++++ Provided information

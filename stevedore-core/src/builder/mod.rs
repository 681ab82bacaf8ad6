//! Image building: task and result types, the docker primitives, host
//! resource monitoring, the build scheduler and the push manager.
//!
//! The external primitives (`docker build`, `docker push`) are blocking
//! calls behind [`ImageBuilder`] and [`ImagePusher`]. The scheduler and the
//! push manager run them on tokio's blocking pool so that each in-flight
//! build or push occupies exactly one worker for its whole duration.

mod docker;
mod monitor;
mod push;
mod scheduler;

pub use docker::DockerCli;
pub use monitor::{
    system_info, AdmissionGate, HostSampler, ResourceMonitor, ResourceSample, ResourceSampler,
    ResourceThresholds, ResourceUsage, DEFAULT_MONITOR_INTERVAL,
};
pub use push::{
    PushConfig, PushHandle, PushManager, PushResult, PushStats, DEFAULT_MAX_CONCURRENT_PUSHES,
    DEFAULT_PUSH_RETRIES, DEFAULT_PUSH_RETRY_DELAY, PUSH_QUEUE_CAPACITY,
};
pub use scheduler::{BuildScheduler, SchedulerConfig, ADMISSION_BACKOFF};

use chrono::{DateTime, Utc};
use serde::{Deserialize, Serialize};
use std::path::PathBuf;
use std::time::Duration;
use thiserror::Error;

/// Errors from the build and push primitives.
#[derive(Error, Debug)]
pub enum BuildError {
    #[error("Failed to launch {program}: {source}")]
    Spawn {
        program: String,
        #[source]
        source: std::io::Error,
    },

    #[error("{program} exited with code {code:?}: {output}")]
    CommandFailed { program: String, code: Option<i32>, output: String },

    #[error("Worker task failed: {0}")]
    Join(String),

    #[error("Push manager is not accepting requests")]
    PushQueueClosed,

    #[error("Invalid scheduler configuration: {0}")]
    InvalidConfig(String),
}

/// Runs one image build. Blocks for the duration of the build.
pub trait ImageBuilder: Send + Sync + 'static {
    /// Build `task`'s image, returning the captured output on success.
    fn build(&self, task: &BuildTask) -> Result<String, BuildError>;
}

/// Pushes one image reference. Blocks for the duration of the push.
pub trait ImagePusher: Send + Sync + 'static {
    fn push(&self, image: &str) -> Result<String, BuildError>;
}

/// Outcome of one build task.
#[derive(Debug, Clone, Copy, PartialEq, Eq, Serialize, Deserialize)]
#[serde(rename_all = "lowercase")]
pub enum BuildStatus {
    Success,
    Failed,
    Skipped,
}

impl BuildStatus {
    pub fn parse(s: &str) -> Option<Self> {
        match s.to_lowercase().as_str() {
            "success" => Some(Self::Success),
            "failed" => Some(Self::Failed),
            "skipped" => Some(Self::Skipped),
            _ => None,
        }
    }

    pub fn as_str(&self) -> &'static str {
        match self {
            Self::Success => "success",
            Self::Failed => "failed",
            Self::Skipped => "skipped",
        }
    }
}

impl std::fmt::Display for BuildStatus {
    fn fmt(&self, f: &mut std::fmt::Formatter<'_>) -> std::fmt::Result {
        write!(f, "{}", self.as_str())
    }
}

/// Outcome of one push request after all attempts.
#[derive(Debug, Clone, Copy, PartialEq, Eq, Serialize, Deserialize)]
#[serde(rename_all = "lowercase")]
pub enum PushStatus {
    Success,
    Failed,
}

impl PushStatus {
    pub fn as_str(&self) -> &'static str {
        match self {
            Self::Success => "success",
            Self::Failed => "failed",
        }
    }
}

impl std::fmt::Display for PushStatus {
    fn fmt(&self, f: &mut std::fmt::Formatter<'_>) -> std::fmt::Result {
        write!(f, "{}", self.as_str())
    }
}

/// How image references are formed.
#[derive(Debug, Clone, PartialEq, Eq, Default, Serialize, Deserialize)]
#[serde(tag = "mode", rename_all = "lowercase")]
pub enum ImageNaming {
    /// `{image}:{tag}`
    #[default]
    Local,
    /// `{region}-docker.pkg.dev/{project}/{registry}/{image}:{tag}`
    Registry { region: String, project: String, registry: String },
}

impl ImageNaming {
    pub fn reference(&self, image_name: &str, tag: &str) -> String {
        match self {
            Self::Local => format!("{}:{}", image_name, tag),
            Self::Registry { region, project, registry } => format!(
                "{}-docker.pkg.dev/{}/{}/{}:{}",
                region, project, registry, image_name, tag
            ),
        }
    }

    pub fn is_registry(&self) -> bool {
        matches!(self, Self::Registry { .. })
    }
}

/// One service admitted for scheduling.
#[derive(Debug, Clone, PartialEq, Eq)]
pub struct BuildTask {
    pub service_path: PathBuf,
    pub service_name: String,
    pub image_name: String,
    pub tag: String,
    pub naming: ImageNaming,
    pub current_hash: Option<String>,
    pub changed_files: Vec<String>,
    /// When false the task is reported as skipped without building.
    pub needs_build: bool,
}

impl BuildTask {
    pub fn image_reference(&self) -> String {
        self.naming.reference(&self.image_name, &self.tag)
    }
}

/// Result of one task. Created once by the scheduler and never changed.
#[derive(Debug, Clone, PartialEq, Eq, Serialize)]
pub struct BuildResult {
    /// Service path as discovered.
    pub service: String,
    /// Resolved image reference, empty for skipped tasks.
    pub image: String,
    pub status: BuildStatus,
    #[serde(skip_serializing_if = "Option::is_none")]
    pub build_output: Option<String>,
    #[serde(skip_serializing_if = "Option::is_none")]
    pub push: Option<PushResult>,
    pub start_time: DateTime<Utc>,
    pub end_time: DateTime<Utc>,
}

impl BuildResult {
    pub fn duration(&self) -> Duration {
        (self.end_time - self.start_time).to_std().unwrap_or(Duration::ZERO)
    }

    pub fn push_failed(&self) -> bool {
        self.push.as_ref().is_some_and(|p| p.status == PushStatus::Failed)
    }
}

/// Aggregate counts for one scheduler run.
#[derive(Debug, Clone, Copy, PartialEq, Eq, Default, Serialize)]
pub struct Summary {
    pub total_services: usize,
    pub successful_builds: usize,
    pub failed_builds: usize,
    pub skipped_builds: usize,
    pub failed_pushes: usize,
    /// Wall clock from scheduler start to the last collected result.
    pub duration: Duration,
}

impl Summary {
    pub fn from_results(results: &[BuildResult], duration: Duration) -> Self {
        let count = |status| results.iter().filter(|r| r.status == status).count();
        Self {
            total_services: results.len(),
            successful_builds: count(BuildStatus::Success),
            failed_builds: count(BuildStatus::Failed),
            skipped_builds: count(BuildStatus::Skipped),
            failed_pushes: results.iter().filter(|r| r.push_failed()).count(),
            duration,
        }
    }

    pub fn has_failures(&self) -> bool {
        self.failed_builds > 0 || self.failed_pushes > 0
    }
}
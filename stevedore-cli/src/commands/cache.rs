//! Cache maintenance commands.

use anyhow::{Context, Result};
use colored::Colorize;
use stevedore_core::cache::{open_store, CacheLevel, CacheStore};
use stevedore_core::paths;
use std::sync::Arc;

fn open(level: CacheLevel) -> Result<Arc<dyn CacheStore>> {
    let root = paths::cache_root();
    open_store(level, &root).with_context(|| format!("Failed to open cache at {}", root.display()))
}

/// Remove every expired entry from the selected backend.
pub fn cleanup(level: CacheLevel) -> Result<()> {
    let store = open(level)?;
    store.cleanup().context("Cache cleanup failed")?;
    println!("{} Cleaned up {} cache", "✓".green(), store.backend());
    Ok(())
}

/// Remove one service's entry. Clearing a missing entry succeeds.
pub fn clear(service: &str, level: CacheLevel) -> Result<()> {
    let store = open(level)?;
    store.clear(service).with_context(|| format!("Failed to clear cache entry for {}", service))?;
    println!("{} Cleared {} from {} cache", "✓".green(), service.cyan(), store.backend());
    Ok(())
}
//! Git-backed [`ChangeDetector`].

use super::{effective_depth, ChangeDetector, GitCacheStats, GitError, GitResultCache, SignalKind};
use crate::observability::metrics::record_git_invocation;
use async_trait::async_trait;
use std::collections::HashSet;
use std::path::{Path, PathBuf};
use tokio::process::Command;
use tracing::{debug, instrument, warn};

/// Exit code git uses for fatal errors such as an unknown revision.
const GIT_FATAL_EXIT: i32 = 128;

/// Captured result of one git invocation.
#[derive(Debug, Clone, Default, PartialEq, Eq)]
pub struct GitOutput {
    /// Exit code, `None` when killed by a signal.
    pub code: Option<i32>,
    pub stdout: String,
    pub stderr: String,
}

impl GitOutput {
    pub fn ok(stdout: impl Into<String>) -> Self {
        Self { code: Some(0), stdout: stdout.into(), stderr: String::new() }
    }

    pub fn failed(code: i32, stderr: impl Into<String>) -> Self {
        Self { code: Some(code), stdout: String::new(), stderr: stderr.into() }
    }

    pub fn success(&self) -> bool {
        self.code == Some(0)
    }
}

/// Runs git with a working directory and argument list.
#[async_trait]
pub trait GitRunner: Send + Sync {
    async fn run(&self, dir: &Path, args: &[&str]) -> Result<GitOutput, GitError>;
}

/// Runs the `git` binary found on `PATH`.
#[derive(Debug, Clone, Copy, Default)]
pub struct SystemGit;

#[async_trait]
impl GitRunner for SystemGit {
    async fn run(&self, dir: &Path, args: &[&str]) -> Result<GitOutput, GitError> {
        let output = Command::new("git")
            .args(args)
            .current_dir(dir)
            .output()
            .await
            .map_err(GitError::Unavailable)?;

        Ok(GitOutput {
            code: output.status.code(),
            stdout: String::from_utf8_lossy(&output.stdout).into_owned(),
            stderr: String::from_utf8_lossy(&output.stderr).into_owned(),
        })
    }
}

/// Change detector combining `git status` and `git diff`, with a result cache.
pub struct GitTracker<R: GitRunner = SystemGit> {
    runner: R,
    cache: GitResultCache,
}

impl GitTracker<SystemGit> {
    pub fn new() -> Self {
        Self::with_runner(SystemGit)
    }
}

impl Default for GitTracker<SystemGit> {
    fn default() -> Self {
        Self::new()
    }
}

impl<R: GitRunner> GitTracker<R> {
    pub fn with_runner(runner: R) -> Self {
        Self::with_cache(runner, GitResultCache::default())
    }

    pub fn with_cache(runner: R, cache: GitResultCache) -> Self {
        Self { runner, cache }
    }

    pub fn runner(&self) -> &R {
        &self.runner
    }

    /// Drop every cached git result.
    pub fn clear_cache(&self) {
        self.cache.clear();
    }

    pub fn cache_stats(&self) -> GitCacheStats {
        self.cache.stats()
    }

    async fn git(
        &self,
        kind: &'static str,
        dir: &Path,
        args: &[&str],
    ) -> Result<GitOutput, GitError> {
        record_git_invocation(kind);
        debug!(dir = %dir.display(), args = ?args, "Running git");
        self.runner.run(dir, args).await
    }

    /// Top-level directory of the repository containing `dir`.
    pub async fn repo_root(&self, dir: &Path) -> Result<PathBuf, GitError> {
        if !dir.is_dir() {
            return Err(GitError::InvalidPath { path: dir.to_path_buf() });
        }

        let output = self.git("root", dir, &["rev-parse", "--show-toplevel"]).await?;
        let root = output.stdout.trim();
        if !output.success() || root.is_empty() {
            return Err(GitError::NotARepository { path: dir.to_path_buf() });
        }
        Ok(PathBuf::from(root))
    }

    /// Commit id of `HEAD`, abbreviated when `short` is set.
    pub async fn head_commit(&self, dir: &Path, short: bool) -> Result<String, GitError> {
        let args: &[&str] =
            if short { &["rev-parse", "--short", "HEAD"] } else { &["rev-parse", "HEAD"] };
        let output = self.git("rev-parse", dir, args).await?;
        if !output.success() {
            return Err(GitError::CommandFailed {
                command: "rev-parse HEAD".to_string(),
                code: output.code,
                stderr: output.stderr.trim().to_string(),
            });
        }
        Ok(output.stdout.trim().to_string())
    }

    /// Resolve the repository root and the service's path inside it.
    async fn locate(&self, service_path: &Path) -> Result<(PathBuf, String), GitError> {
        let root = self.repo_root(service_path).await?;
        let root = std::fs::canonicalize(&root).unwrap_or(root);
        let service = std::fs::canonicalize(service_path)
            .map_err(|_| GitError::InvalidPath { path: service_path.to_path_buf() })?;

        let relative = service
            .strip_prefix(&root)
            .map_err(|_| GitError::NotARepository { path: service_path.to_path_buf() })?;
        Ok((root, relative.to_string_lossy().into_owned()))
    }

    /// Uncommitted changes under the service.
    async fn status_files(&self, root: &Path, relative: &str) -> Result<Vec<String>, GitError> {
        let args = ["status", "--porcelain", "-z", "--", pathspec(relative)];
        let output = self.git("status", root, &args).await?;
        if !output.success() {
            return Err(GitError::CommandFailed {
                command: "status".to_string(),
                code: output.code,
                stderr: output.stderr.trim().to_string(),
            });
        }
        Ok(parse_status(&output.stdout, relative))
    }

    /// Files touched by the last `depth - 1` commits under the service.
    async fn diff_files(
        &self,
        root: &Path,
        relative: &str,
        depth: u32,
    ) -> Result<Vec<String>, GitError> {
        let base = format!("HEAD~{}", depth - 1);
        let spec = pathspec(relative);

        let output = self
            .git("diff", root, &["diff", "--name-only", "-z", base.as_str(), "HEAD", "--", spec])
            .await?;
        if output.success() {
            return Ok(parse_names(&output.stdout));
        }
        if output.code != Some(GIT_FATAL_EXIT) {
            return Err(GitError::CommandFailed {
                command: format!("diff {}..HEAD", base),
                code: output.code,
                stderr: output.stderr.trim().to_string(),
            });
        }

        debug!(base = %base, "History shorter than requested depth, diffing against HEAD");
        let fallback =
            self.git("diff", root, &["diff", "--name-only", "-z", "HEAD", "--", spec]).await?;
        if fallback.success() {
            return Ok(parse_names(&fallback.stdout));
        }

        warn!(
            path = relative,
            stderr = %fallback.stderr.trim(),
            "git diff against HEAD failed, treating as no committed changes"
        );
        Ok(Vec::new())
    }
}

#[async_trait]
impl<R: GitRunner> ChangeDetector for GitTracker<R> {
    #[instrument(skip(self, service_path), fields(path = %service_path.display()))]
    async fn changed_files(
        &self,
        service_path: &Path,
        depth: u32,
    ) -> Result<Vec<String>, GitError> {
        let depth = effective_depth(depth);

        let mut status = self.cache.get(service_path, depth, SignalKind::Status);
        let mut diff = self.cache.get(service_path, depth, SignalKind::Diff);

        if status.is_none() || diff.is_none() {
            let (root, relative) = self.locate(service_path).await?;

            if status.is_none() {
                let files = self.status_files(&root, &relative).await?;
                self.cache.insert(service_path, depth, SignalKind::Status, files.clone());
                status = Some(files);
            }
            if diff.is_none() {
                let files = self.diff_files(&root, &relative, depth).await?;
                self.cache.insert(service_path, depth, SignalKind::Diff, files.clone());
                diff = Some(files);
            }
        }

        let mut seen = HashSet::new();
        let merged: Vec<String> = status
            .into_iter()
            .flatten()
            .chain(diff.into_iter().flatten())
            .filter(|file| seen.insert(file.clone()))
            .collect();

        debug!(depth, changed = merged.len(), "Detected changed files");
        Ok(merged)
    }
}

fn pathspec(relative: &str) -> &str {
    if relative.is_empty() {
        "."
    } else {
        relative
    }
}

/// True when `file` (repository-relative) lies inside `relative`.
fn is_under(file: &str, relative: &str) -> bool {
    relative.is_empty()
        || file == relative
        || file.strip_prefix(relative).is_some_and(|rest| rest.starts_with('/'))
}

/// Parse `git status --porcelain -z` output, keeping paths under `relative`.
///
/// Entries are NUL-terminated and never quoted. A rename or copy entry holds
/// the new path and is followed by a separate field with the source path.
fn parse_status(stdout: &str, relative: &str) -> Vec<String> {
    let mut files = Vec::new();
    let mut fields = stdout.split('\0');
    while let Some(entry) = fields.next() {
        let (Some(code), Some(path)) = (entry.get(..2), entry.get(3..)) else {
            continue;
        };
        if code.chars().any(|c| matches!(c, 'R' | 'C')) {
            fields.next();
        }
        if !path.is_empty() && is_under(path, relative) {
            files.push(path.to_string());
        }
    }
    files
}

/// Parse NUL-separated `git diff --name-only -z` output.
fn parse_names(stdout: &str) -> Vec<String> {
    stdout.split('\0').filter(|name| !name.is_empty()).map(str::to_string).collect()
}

++++++++

* Exercise aim
Return the lines of the records that include the string "fields".

* Response to this exercise
    #[instrument(skip(self, service_path), fields(path = %service_path.display()))]
    let mut fields = stdout.split('\0');
    while let Some(entry) = fields.next() {
            fields.next();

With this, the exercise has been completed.